The Conservatives have nine of the local councillors to Labour’s twelve. A big turnout for Dan in the strong wards of Wandsworth Common and Nightingale and a solid performance in both Earlsfield and Bedford wards, as well as in parts of what you might call Tooting proper might just do it.
Expect to read a lot of cliché about the constituency’s diversity and vibrancy. It has both, but it is a mistake to think that the area’s BAME population is all for Labour. Dan wouldn’t have polled over 22,000 votes last year without strong support from this group. A better cipher might be the fairly high proportion of public-sector workers, not least at the behemoth of St George’s Hospital.
The spectre of Brexit is unlikely to loom all that large over this contest, since the area polls well for ‘Remain’ and UKIP have yet to come close to holding on to their deposit.
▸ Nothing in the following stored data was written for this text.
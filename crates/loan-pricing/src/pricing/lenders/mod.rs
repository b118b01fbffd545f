//! Per-lender underwriting rules.
//!
//! Each lender is one [`BankEligibilityCalculator`] implementation. Calculators are
//! pure: the rate is resolved by the caller and passed in, and nothing here does I/O.

mod lender_a;
mod lender_b;

use serde::{Deserialize, Serialize};

use super::amortization::{emi_from_loan, loan_from_emi};
use super::domain::{Applicant, Lender, Property};

pub use lender_a::LenderACalculator;
pub use lender_b::LenderBCalculator;

pub trait BankEligibilityCalculator: Send + Sync {
    fn lender(&self) -> Lender;

    fn compute_eligibility(
        &self,
        applicant: &Applicant,
        co_applicant: Option<&Applicant>,
        property: &Property,
        rate_percent: f64,
    ) -> EligibilityBreakdown;
}

/// Calculator registered for `lender`.
pub fn calculator_for(lender: Lender) -> &'static dyn BankEligibilityCalculator {
    match lender {
        Lender::LenderA => &LenderACalculator,
        Lender::LenderB => &LenderBCalculator,
    }
}

/// Income-side capacity of one borrower.
#[derive(Debug, Clone, Copy, Default, PartialEq, Serialize, Deserialize)]
pub struct BorrowerCapacity {
    /// Monthly income the lender's FOIR table was applied to.
    pub assessed_income: f64,
    pub foir: f64,
    pub eligible_emi: f64,
    pub tenure_years: u32,
    pub loan: f64,
}

impl BorrowerCapacity {
    pub(crate) fn assess(
        assessed_income: f64,
        foir: f64,
        existing_obligation: f64,
        tenure_years: u32,
        rate_percent: f64,
    ) -> Self {
        let eligible_emi = (assessed_income * foir - existing_obligation).max(0.0);
        Self {
            assessed_income,
            foir,
            eligible_emi,
            tenure_years,
            loan: loan_from_emi(eligible_emi, tenure_years, rate_percent),
        }
    }
}

/// Full working of one lender's eligibility computation.
#[derive(Debug, Clone, PartialEq, Serialize, Deserialize)]
pub struct EligibilityBreakdown {
    pub lender: Lender,
    pub applicant: BorrowerCapacity,
    pub co_applicant: BorrowerCapacity,
    /// Considered value (Lender A) or cost-sheet value (Lender B).
    pub considered_property_value: f64,
    pub ltv_percent: f64,
    /// Tightest property-based cap.
    pub property_cap: f64,
}

impl EligibilityBreakdown {
    pub fn income_loan(&self) -> f64 {
        self.applicant.loan + self.co_applicant.loan
    }

    pub fn eligible_loan(&self) -> f64 {
        self.income_loan().min(self.property_cap).max(0.0)
    }

    /// Monthly installments for the final loan as `(applicant, co_applicant)`.
    ///
    /// When the property cap binds, the loan is shared in proportion to each
    /// borrower's income-based loan and each share is re-amortized over that
    /// borrower's tenure.
    pub fn emi_split(&self, rate_percent: f64) -> (f64, f64) {
        let income_loan = self.income_loan();
        let eligible = self.eligible_loan();
        if income_loan <= 0.0 {
            return (0.0, 0.0);
        }
        if eligible >= income_loan {
            return (self.applicant.eligible_emi, self.co_applicant.eligible_emi);
        }

        let share = |capacity: &BorrowerCapacity| {
            let principal = eligible * capacity.loan / income_loan;
            emi_from_loan(principal, capacity.tenure_years, rate_percent)
        };
        (share(&self.applicant), share(&self.co_applicant))
    }
}
use std::sync::Arc;

use serde::Serialize;
use tracing::{debug, warn};

use super::{RateRangeConfig, RateTable, RateTableError};
use crate::pricing::domain::{EmploymentClass, Lender};

/// Rate applicable to a (lender, score, amount, class) lookup.
#[derive(Debug, Clone, PartialEq, Serialize)]
pub struct RateQuote {
    pub lender: Lender,
    pub rate_percent: f64,
    #[serde(skip_serializing_if = "Option::is_none")]
    pub processing_fee: Option<f64>,
    pub is_default: bool,
    #[serde(skip_serializing_if = "Option::is_none")]
    pub range_id: Option<u64>,
}

/// Picks the single applicable rate row, falling back to a fixed default.
///
/// A missing row is the normal outcome for a sparse table, and an unreachable
/// table is treated the same way after logging; neither surfaces as an error.
pub struct RateResolver<T> {
    table: Arc<T>,
    default_rate_percent: f64,
}

impl<T> RateResolver<T>
where
    T: RateTable,
{
    pub fn new(table: Arc<T>, default_rate_percent: f64) -> Self {
        Self {
            table,
            default_rate_percent,
        }
    }

    pub fn default_rate_percent(&self) -> f64 {
        self.default_rate_percent
    }

    /// Highest CIBIL minimum wins, then highest amount minimum.
    pub fn matching_row(
        &self,
        lender: Lender,
        cibil_score: u16,
        loan_amount: f64,
    ) -> Result<Option<RateRangeConfig>, RateTableError> {
        let mut candidates: Vec<RateRangeConfig> = self
            .table
            .active_ranges(lender)?
            .into_iter()
            .filter(|row| {
                row.active && row.lender == lender && row.covers(cibil_score, loan_amount)
            })
            .collect();

        candidates.sort_by(|a, b| {
            b.cibil_min
                .cmp(&a.cibil_min)
                .then(b.amount_min.total_cmp(&a.amount_min))
        });

        Ok(candidates.into_iter().next())
    }

    pub fn resolve(
        &self,
        lender: Lender,
        cibil_score: u16,
        loan_amount: f64,
        class: EmploymentClass,
    ) -> RateQuote {
        match self.matching_row(lender, cibil_score, loan_amount) {
            Ok(Some(row)) => {
                let rate_percent = match class {
                    EmploymentClass::Salaried => row.rate_salaried,
                    EmploymentClass::NonSalaried => row.rate_non_salaried,
                };
                debug!(
                    lender = lender.code(),
                    cibil_score,
                    loan_amount,
                    class = class.label(),
                    range_id = row.id,
                    rate_percent,
                    "rate row matched"
                );
                RateQuote {
                    lender,
                    rate_percent,
                    processing_fee: row.processing_fee,
                    is_default: false,
                    range_id: Some(row.id),
                }
            }
            Ok(None) => {
                debug!(
                    lender = lender.code(),
                    cibil_score,
                    loan_amount,
                    class = class.label(),
                    "no rate row matched, using default rate"
                );
                self.default_quote(lender)
            }
            Err(err) => {
                warn!(
                    lender = lender.code(),
                    error = %err,
                    "rate table lookup failed, using default rate"
                );
                self.default_quote(lender)
            }
        }
    }

    fn default_quote(&self, lender: Lender) -> RateQuote {
        RateQuote {
            lender,
            rate_percent: self.default_rate_percent,
            processing_fee: None,
            is_default: true,
            range_id: None,
        }
    }
}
London activists who have shifted their thoughts to the referendum might be advised to turn to Tooting instead for a few weeks, because on June 24 there will still be a country to run and a new, hardworking Tory MP would help. One way of getting there is on the 44 bus, which runs 114 times a day – and so almost as often as Khan mentions his father used to drive it.
Spare a thought for the locals. Living in a marginal seat with marginal wards means they get far more attention than almost anyone else in the country. Over the next four weeks, they will be flattered and stalked by politicians of all persuasion – the good, the bad and the Galloway.
This is not a contest the Conservatives must win, but it is one we can win and have the candidate to do it. That, plus the terrific curry houses (try Mirch Masala, Nazmins and Sree Krishna to name but three) and pubs (I could almost list them all) should get activists from across London and the South East flooding in and coming back for more. Wandsworth Conservatives run a great ship, and will have a laser-like focus on effectively using every bit of volunteer time they can during May and early June.
For Labour, there is little to gain and a lot to lose. I will be back in my old manor working hard to help ensure they do and that Dan Watkins becomes the first Conservative MP for Tooting.